> _How to complete this task_
Return, from the data that follows, each line that holds the word "PartialEq".

[Dataset entries]
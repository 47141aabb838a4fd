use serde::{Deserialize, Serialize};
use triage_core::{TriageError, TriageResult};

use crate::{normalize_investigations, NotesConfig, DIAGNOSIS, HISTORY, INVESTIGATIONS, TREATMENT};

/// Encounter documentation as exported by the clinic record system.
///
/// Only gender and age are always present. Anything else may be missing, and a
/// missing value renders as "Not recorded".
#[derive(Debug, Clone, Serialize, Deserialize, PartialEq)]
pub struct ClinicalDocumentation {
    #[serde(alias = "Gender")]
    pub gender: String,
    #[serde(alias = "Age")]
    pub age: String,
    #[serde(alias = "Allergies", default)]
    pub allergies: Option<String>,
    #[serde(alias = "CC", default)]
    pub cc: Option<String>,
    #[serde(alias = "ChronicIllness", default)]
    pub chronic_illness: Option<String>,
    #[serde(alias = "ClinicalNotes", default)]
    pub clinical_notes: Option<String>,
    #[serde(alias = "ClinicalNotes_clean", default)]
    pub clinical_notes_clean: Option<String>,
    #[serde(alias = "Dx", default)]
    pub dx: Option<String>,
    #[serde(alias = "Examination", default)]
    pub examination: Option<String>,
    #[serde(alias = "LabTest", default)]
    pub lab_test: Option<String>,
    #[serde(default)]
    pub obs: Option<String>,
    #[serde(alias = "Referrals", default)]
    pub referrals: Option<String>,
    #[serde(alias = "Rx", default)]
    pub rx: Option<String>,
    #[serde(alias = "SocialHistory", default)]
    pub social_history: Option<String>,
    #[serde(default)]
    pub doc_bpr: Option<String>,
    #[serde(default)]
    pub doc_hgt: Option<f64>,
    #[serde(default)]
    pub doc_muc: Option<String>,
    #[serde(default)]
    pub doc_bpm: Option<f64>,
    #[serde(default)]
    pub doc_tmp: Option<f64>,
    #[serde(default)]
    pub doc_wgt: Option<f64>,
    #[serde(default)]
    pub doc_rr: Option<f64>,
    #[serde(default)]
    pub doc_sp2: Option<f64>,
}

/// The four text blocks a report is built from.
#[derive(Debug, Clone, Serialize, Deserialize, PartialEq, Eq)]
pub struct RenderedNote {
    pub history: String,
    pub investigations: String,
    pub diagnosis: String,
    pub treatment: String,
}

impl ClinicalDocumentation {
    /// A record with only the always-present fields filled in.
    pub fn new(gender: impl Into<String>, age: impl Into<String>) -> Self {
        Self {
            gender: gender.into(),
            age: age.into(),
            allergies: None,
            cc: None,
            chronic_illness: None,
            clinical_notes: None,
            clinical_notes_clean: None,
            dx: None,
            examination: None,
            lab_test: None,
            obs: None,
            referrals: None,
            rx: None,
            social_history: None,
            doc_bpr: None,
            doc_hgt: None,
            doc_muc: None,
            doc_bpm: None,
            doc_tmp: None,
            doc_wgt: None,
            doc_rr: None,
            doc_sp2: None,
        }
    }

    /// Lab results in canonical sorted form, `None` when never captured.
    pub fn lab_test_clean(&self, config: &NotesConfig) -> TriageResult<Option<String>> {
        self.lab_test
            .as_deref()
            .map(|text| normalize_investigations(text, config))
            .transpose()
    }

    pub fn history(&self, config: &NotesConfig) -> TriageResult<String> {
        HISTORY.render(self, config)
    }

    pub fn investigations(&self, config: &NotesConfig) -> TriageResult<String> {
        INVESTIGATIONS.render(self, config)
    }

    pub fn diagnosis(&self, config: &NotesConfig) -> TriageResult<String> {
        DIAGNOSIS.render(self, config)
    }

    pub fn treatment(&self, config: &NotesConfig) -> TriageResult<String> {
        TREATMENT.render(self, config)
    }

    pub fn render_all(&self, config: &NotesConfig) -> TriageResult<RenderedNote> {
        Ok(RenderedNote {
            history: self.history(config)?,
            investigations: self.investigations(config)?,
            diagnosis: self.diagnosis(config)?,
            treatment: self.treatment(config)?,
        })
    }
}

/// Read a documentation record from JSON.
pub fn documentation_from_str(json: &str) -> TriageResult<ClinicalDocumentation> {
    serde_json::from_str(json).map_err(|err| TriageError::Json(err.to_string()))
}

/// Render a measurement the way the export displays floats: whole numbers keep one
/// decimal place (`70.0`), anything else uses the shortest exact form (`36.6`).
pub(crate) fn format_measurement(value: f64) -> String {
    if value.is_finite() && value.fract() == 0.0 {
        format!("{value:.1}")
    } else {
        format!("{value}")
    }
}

> _Expected answer_
#[derive(Debug, Clone, Serialize, Deserialize, PartialEq)]
#[derive(Debug, Clone, Serialize, Deserialize, PartialEq, Eq)]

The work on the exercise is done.